"....Se fermentan los aromas, hierven, borbotean. Las pieles cargan con una cascada viva que despide un vigor tóxico; el sudor. El vaho, la pestilente neblina corporal de la masa humana, se eleva alto y…
El cenit. Los flashes interrumpidos le golpean el iris, rápido, lento, días, segundos. El sonido intenso de la inspiración atesta su cráneo, ya no hay espacio, podría no respirar nuevamente jamás. Las luces ¡Los colores! Es un prisma totalmente nuevo, cuya gama le parece rara, desconocida. Es tan distinto –pero todas las noches son iguales-.
Ve como doble. No lo nota pero sus pupilas mutan, crecen, luego vuelven a ser niñas. Escucha lejano, el suspiro invertido en su mente no se ha ido y no deja entrar los sonidos del exterior...

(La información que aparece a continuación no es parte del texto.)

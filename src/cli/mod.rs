use std::path::PathBuf;

use chrono::{DateTime, Local, NaiveDate, TimeZone};
use clap::{Args, Parser, Subcommand};

use crate::services::{CalendarView, EventLoader, GridCalendar, GridConfig, Settings, SettingsService};
use crate::types::{month_name, GridcalError, Result};

/// Calendar heatmap grid for timestamped event counts
#[derive(Parser)]
#[command(name = "gridcal")]
#[command(version, about, long_about = None)]
pub struct Cli {
    #[command(subcommand)]
    command: Option<Commands>,

    #[command(flatten)]
    grid: GridArgs,
}

#[derive(Subcommand)]
enum Commands {
    /// Launch interactive heatmap (default)
    Tui,

    /// Print one bucket per visible day
    Buckets {
        /// Output as JSON
        #[arg(long)]
        json: bool,
    },

    /// Print the grid geometry
    Layout {
        /// Bucket index to place the tooltip for
        #[arg(long)]
        hover: Option<usize>,

        /// Output as JSON
        #[arg(long)]
        json: bool,
    },

    /// Show effective settings (config file plus --width/--weeks)
    Config {
        /// Write them to ~/.gridcal/config.json
        #[arg(long)]
        save: bool,
    },
}

/// Options shared by every command (accepted before or after the subcommand)
#[derive(Args, Debug, Clone, Default)]
struct GridArgs {
    /// Event-count JSON file (`-` for stdin)
    #[arg(short, long, value_name = "FILE", global = true)]
    input: Option<PathBuf>,

    /// Last day shown: YYYY-MM-DD, RFC 3339 or epoch milliseconds (default: now)
    #[arg(long, value_parser = parse_until, global = true)]
    until: Option<DateTime<Local>>,

    /// Canvas width in pixels
    #[arg(long, global = true)]
    width: Option<u32>,

    /// Number of week columns
    #[arg(long, allow_negative_numbers = true, global = true)]
    weeks: Option<i64>,
}

impl GridArgs {
    fn config(&self, settings: &Settings) -> GridConfig {
        GridConfig {
            until: self.until,
            canvas_width: self.width.unwrap_or(settings.canvas_width),
            weeks_shown: self.weeks.unwrap_or(settings.weeks_shown),
        }
    }

    /// `settings` with command-line overrides applied
    fn apply(&self, settings: &Settings) -> Settings {
        Settings {
            canvas_width: self.width.unwrap_or(settings.canvas_width),
            weeks_shown: self.weeks.unwrap_or(settings.weeks_shown),
            ..settings.clone()
        }
    }

    fn input(&self) -> Result<&PathBuf> {
        self.input
            .as_ref()
            .ok_or_else(|| GridcalError::Config("--input FILE is required".into()))
    }
}

impl Cli {
    pub fn run(self) -> anyhow::Result<()> {
        let service = SettingsService::new();
        let settings = match &service {
            Ok(service) => service.load(),
            Err(e) => {
                log::warn!("using default settings: {}", e);
                Settings::default()
            }
        };
        let calendar = GridCalendar::new(settings.tuning);

        let grid = self.grid;

        match self.command {
            None | Some(Commands::Tui) => run_tui(&grid, &settings),
            Some(Commands::Buckets { json }) => {
                let events = EventLoader::load(grid.input()?)?;
                let view = calendar.compute(&events, &grid.config(&settings), None);
                if json {
                    println!("{}", serde_json::to_string_pretty(&view.buckets)?);
                } else {
                    print!("{}", format_buckets(&calendar, &view));
                }
                Ok(())
            }
            Some(Commands::Layout { hover, json }) => {
                let events = EventLoader::load(grid.input()?)?;
                let view = calendar.compute(&events, &grid.config(&settings), hover);
                if json {
                    println!("{}", serde_json::to_string_pretty(&view.geometry)?);
                } else {
                    print!("{}", format_layout(&view, &settings.unit));
                }
                Ok(())
            }
            Some(Commands::Config { save }) => {
                let effective = grid.apply(&settings);
                println!("{}", serde_json::to_string_pretty(&effective)?);
                if save {
                    let service = service?;
                    service.save(&effective)?;
                    eprintln!("Saved {}", service.config_path().display());
                }
                Ok(())
            }
        }
    }
}

fn run_tui(grid: &GridArgs, settings: &Settings) -> anyhow::Result<()> {
    let events = EventLoader::load(grid.input()?)?;
    crate::tui::run(events, grid.config(settings), settings.clone())
}

/// Accepts `YYYY-MM-DD`, RFC 3339, or epoch milliseconds
fn parse_until(value: &str) -> Result<DateTime<Local>> {
    let value = value.trim();

    if let Ok(dt) = DateTime::parse_from_rfc3339(value) {
        return Ok(dt.with_timezone(&Local));
    }
    if let Ok(date) = NaiveDate::parse_from_str(value, "%Y-%m-%d") {
        // noon avoids DST gaps around midnight
        let noon = date.and_hms_opt(12, 0, 0).unwrap_or_default();
        return Local
            .from_local_datetime(&noon)
            .earliest()
            .ok_or_else(|| GridcalError::Parse(format!("no local time for {}", value)));
    }
    if let Ok(ms) = value.parse::<i64>() {
        return Local
            .timestamp_millis_opt(ms)
            .single()
            .ok_or_else(|| GridcalError::Parse(format!("timestamp out of range: {}", ms)));
    }

    Err(GridcalError::Parse(format!(
        "expected YYYY-MM-DD, RFC 3339 or epoch ms, got {:?}",
        value
    )))
}

const WEEKDAY_SHORT: [&str; 7] = ["Sun", "Mon", "Tue", "Wed", "Thu", "Fri", "Sat"];

fn format_buckets(calendar: &GridCalendar, view: &CalendarView) -> String {
    let mut out = String::new();
    for (index, bucket) in view.buckets.iter().enumerate() {
        let shade = calendar
            .shade(view, index)
            .map(|s| s.css())
            .unwrap_or_default();
        out.push_str(&format!(
            "{:04}-{:02}-{:02}  {}  week {:>2}  {:>4}  {}\n",
            bucket.year,
            bucket.month,
            bucket.day_of_month,
            WEEKDAY_SHORT[bucket.weekday as usize % 7],
            bucket.week,
            bucket.count,
            shade
        ));
    }
    out
}

fn format_layout(view: &CalendarView, unit: &str) -> String {
    let g = &view.geometry;
    let (frame_w, frame_h) = g.frame_size();
    let mut out = format!(
        "cell {}px, margin {}px, canvas {}x{} (frame {}x{}), axis {}px\n",
        g.cell_size, g.cell_margin, g.canvas_width, g.canvas_height, frame_w, frame_h, g.axis_margin
    );

    let months: Vec<String> = g
        .month_labels
        .iter()
        .map(|l| format!("{}@{}", month_name(l.month), l.week))
        .collect();
    out.push_str(&format!("months: {}\n", months.join(" ")));

    if let Some(tooltip) = &g.tooltip {
        out.push_str(&format!(
            "tooltip: {} on {} at ({}, {:.1}){}\n",
            tooltip.headline(unit),
            tooltip.date_label(),
            tooltip.x,
            tooltip.y,
            if tooltip.flipped { " flipped" } else { "" }
        ));
    }
    out
}

#[cfg(test)]
mod tests {
    use super::*;
    use crate::types::EventCounts;
    use chrono::Datelike;

    #[test]
    fn test_cli_parse_no_args() {
        let cli = Cli::try_parse_from(["gridcal"]).unwrap();
        assert!(cli.command.is_none());
        assert!(cli.grid.input.is_none());
    }

    #[test]
    fn test_cli_parse_buckets_json() {
        let cli = Cli::try_parse_from(["gridcal", "buckets", "-i", "events.json", "--json"]).unwrap();
        assert!(matches!(cli.command, Some(Commands::Buckets { json: true })));
        assert_eq!(cli.grid.input, Some(PathBuf::from("events.json")));
    }

    #[test]
    fn test_cli_parse_layout_hover() {
        let cli = Cli::try_parse_from([
            "gridcal", "layout", "-i", "e.json", "--hover", "12", "--width", "640", "--weeks", "26",
        ])
        .unwrap();
        assert!(matches!(
            cli.command,
            Some(Commands::Layout {
                hover: Some(12),
                json: false
            })
        ));
        assert_eq!(cli.grid.width, Some(640));
        assert_eq!(cli.grid.weeks, Some(26));
    }

    #[test]
    fn test_cli_parse_negative_weeks() {
        let cli =
            Cli::try_parse_from(["gridcal", "buckets", "-i", "e.json", "--weeks", "-2"]).unwrap();
        assert_eq!(cli.grid.weeks, Some(-2));
    }

    #[test]
    fn test_cli_parse_options_before_subcommand() {
        let cli = Cli::try_parse_from(["gridcal", "--until", "2024-06-12", "-i", "e.json", "tui"])
            .unwrap();
        assert!(matches!(cli.command, Some(Commands::Tui)));
        assert!(cli.grid.until.is_some());
    }

    #[test]
    fn test_grid_args_config() {
        let args = GridArgs {
            weeks: Some(4),
            ..GridArgs::default()
        };
        let settings = Settings {
            canvas_width: 1024,
            ..Settings::default()
        };

        let config = args.config(&settings);
        assert_eq!(config.weeks_shown, 4);
        assert_eq!(config.canvas_width, 1024);
        assert!(config.until.is_none());
    }

    #[test]
    fn test_cli_parse_config_save() {
        let cli = Cli::try_parse_from(["gridcal", "config", "--save", "--weeks", "26"]).unwrap();
        assert!(matches!(cli.command, Some(Commands::Config { save: true })));
        assert_eq!(cli.grid.weeks, Some(26));
    }

    #[test]
    fn test_grid_args_apply_overrides() {
        let args = GridArgs {
            width: Some(640),
            ..GridArgs::default()
        };
        let settings = Settings {
            weeks_shown: 12,
            unit: "pomodoros".to_string(),
            ..Settings::default()
        };

        let effective = args.apply(&settings);
        assert_eq!(effective.canvas_width, 640);
        assert_eq!(effective.weeks_shown, 12);
        assert_eq!(effective.unit, "pomodoros");
    }

    #[test]
    fn test_missing_input_is_config_error() {
        let args = GridArgs::default();
        assert!(matches!(args.input(), Err(GridcalError::Config(_))));
    }

    // ========== parse_until tests ==========

    #[test]
    fn test_parse_until_date() {
        let dt = parse_until("2024-06-12").unwrap();
        assert_eq!(dt.date_naive(), NaiveDate::from_ymd_opt(2024, 6, 12).unwrap());
    }

    #[test]
    fn test_parse_until_epoch_ms() {
        let expected = Local.with_ymd_and_hms(2024, 6, 12, 8, 0, 0).unwrap();
        let dt = parse_until(&expected.timestamp_millis().to_string()).unwrap();
        assert_eq!(dt, expected);
    }

    #[test]
    fn test_parse_until_rfc3339() {
        let dt = parse_until("2024-06-12T10:00:00+00:00").unwrap();
        assert_eq!(dt.timestamp(), 1718186400);
    }

    #[test]
    fn test_parse_until_invalid() {
        assert!(matches!(parse_until("soon"), Err(GridcalError::Parse(_))));
    }

    // ========== report formatting tests ==========

    fn sample_view(hover: Option<usize>) -> CalendarView {
        let config = GridConfig {
            until: Some(Local.with_ymd_and_hms(2024, 3, 30, 12, 0, 0).unwrap()),
            canvas_width: 800,
            weeks_shown: 6,
        };
        GridCalendar::default().compute(&EventCounts::new(), &config, hover)
    }

    #[test]
    fn test_format_buckets() {
        let view = sample_view(None);
        let out = format_buckets(&GridCalendar::default(), &view);
        let lines: Vec<&str> = out.lines().collect();

        assert_eq!(lines.len(), 42);
        assert_eq!(lines[0], "2024-02-18  Sun  week  0     0  hsl(50, 0%, 92%)");
        assert_eq!(lines[41], "2024-03-30  Sat  week  5     0  hsl(50, 0%, 92%)");
        assert_eq!(view.buckets[41].date().map(|d| d.day()), Some(30));
    }

    #[test]
    fn test_format_layout() {
        let out = format_layout(&sample_view(Some(0)), "pomodoros");
        assert!(out.contains("months: Feb@1 Mar@2"));
        assert!(out.contains("tooltip: 0 pomodoros on 2024-2-18"));
    }
}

...«Todo esta bien, todo esta tan bien aquí…»...
...Se quiebra tanto el frasco como un algo en la mente de la chica. Aletean aturdidos sus parpados. La luz de un farol le acaricia la cara, el reflejo de los mosquitos en este le dibujan el rostro. Trata de incorporarse, pero le falta oxigeno, y por sobre ello la confirmación de sus músculos engarrotados hiere. –Mierda - inhala hondo. Cemento húmedo, concreto frío le colma la nariz...
...Sus dedos reptan hasta las sienes, allí, fríos, donde late, allí se depositan. Sus ojos escudriñan alrededor, no por mucho, pues todo es parte de una nebulosa urbe que ondula en la atmósfera y ella no logra hacerse parte del movimiento. Sufre con cada vibración.